Supporting a friend with emotional and behavioral issues
Do you have a friend who is struggling emotionally, not coping well, or using drugs or alcohol as an escape? It is important to understand that unaddressed emotional health problems can have serious consequences. These problems can make it hard for students to succeed in school and can lead to substance abuse, dangerous behaviors, or thoughts of suicide. When students are asked who they would turn to for help if they were in emotional distress, most list their friends as a top source of support.
Are you prepared to recognize a friend in need and steer them toward help? Would you know what to do? How are you going to be a friend?
How are you going to know what to look for?
Balancing all life’s demands—school, work, family responsibilities, social relationships, etc.—can be stressful and many people get overwhelmed, anxious and overextended. It can be tough to tell if a friend is just dealing with the everyday challenges of life or struggling with a larger problem. A friend in trouble might need professional help to develop better coping and stress management skills. They may be dealing with depression, bipolar disorder, and anxiety disorders that generally will require attention and professional treatment.
Some common signs that a friend needs help dealing with emotional issues or a mental health problem:
- Depression or apathy that interferes with obligations or participating in social activities
- Lack of coping skills around day-to-day problems or extreme reactions to certain situations
- Extreme highs (mania) that may include rushed thoughts, bursts of energy, sleeplessness and compulsive behavior, e.g. excessive spending or promiscuous sexual behavior
- Severe anxiety or stress not appropriate to the situation
- Constant feelings of sadness or hopelessness
- Increased use of alcohol or drugs
Many times, a decline in emotional health can lead to isolation and the person suffering may become very secretive in order to hide the problem. A friend who has “dropped off the face of the earth” or behaving unusually could be a sign of a problem. It is important to try and make contact so you can assess if any of the warning signs mentioned above are present.
How are you going to be there?
How are you going to respond to a friend that is showing signs of emotional distress or a potential problem is often dependent on your relationship with that person? If you have a long history and friendship with the person, you may be a key resource for support and feel comfortable having a discussion with your friend about how he or she is feeling. If the person struggling is more of a recent acquaintance, your role may involve letting someone else know about the problem immediately. Regardless, it is important to remember that you are NOT a mental health counselor or a psychologist and it isn’t your job to provide treatment. Your role is to be supportive and encourage him or her to reach out to family, CSM Counseling Services, or another medical professional as a first step—even if you don’t fully understand the problem or its severity.
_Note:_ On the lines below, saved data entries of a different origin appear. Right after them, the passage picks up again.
//! Name-keyed gate registries.
//!
//! A [`GateRegistry`] is built once and then only read. Lookups are by exact
//! name; there are no aliases and no fallback.

use rustc_hash::FxHashMap;
use serde::Serialize;
use tracing::debug;

use crate::argument::GateArg;
use crate::error::{GateError, GateResult};
use crate::signature::GateSignature;
use crate::unitary::Unitary;

/// Suffix used for the standard stretched gate set.
pub const STRETCH_SUFFIX: &str = "_stretched";

/// An ordered collection of gate signatures with unique names.
#[derive(Debug, Clone, Default, Serialize)]
pub struct GateRegistry {
    gates: Vec<GateSignature>,
    #[serde(skip)]
    index: FxHashMap<String, usize>,
}

impl GateRegistry {
    /// Create an empty registry.
    pub fn new() -> Self {
        Self::default()
    }

    /// Build a registry from signatures, rejecting duplicate names.
    pub fn from_signatures(signatures: impl IntoIterator<Item = GateSignature>) -> GateResult<Self> {
        let mut registry = Self::new();
        for sig in signatures {
            registry.insert(sig)?;
        }
        Ok(registry)
    }

    /// Add a gate. Fails if the name is taken.
    pub fn insert(&mut self, signature: GateSignature) -> GateResult<()> {
        if self.index.contains_key(signature.name()) {
            return Err(GateError::DuplicateGate(signature.name().to_string()));
        }
        self.index
            .insert(signature.name().to_string(), self.gates.len());
        self.gates.push(signature);
        Ok(())
    }

    /// Add every gate of `other`. Fails on the first name clash, leaving
    /// the gates before it inserted.
    pub fn extend_from(&mut self, other: &GateRegistry) -> GateResult<()> {
        for sig in other.iter() {
            self.insert(sig.clone())?;
        }
        Ok(())
    }

    /// Look up a gate by exact name.
    pub fn get(&self, name: &str) -> GateResult<&GateSignature> {
        self.index
            .get(name)
            .map(|&i| &self.gates[i])
            .ok_or_else(|| GateError::UnknownGate(name.to_string()))
    }

    /// Whether a gate with this exact name exists.
    pub fn contains(&self, name: &str) -> bool {
        self.index.contains_key(name)
    }

    /// Number of gates.
    pub fn len(&self) -> usize {
        self.gates.len()
    }

    /// Whether the registry has no gates.
    pub fn is_empty(&self) -> bool {
        self.gates.is_empty()
    }

    /// All gates in insertion order.
    pub fn iter(&self) -> impl Iterator<Item = &GateSignature> {
        self.gates.iter()
    }

    /// Gate names in insertion order.
    pub fn names(&self) -> impl Iterator<Item = &str> {
        self.gates.iter().map(GateSignature::name)
    }

    /// Gates with a unitary action.
    pub fn active(&self) -> impl Iterator<Item = &GateSignature> {
        self.gates.iter().filter(|g| g.is_unitary())
    }

    /// Idle twins.
    pub fn idle(&self) -> impl Iterator<Item = &GateSignature> {
        self.gates.iter().filter(|g| g.is_idle())
    }

    /// Boundary markers.
    pub fn boundary(&self) -> impl Iterator<Item = &GateSignature> {
        self.gates.iter().filter(|g| g.is_boundary())
    }

    /// Ideal unitary of the named gate.
    pub fn ideal_unitary(&self, name: &str, args: &[GateArg]) -> GateResult<Unitary> {
        self.get(name)?.ideal_unitary(args)
    }

    /// A new registry with the idle twin of every active gate appended.
    pub fn with_idle_twins(&self) -> GateResult<GateRegistry> {
        let mut out = self.clone();
        for twin in self.active().filter_map(GateSignature::idle_twin) {
            out.insert(twin)?;
        }
        Ok(out)
    }

    /// The stretched gate set: one `<name><suffix>` gate per active gate,
    /// taking a trailing `stretch` argument. Idle and boundary gates are
    /// left out. `self` is not modified.
    pub fn stretched(&self, suffix: &str) -> GateResult<GateRegistry> {
        let registry =
            GateRegistry::from_signatures(self.active().filter_map(|g| g.stretched(suffix)))?;
        debug!(
            "Stretched {} gates with suffix '{}'",
            registry.len(),
            suffix
        );
        Ok(registry)
    }
}

impl<'a> IntoIterator for &'a GateRegistry {
    type Item = &'a GateSignature;
    type IntoIter = std::slice::Iter<'a, GateSignature>;

    fn into_iter(self) -> Self::IntoIter {
        self.gates.iter()
    }
}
Despite your good intentions, your friend might be reluctant to accept the possibility that he or she could have an emotional disorder and they may not react to support in a positive way. They might say that the best way to help is to “back off” or ignore the problem, but it is important that you DON’T. Remember:
- Don't enable them by covering up for missed classes or other obligations
- Don't continue to participate with them in behaviors, e.g. drinking, that are agitating their mental health
- Don't back down on the importance of seeking help—remember, many emotional disorders require professional support and aren’t something people can fix on their own
- Never feel like you are going behind your friend’s back if you think it’s necessary to tell someone else about the problem without your friend’s consent
- Taking on the burden of a friend in emotional distress can be extremely stressful and draining so remember to recognize your limits and take care of your own emotional health
How are you going to know what to say?
When we see someone who is sad, angry, or anxious, it is our instinct to ask “What’s wrong?” However, someone dealing with a mental health problem may have certain thoughts or feelings that aren’t related to a specific situation or event. So when approaching a friend who is showing signs of a problem or dealing with emotional distress, it is important to be patient and supportive. You may not be able to understand how your friend is feeling and it may seem uncomfortable or awkward to discuss personal and emotional issues, but you can listen and let them know they are not alone.
Some key points you can communicate to a friend in need:
- We all go through tough times. Sometimes people see asking for help as a sign of weakness so you can comfort your friend by giving them an example of a time you or someone you know struggled and needed support.
- You can feel better. Your friend may feel hopeless or like no one can understand or help him or her, so it’s important to make them see that reaching out for support is the first step to feeling better. Mental health problems are treatable and manageable once identified, so sometimes we need a mental check-up in the same way we get other medical exams.
- It's OK to ask for help. Remember that our backgrounds, cultures, and experiences can have a huge impact on how we view help-seeking. Some people may come from families or ethnic groups where asking for help or seeing a mental health professional is shunned or thought of as weak. Thinking about why a friend might be reluctant to get help can be important in deciding how to suggest they reach out for support.
- If you are concerned that a friend is thinking about harming him- or herself or someone else, it is important that you don’t try to deal with this situation alone! Call 911 if there is an immediate threat or harm. After calling 911, you can contact your campus public safety (LaPlata: 301-934-7888, Leonardtown: 240-725-5333, Prince Frederick: 443-550-6033), Waldorf Center: 911), CSM Counseling Services (301-935-7577), or the Suicide Prevention Lifeline at 1-800-273-TALK for guidance.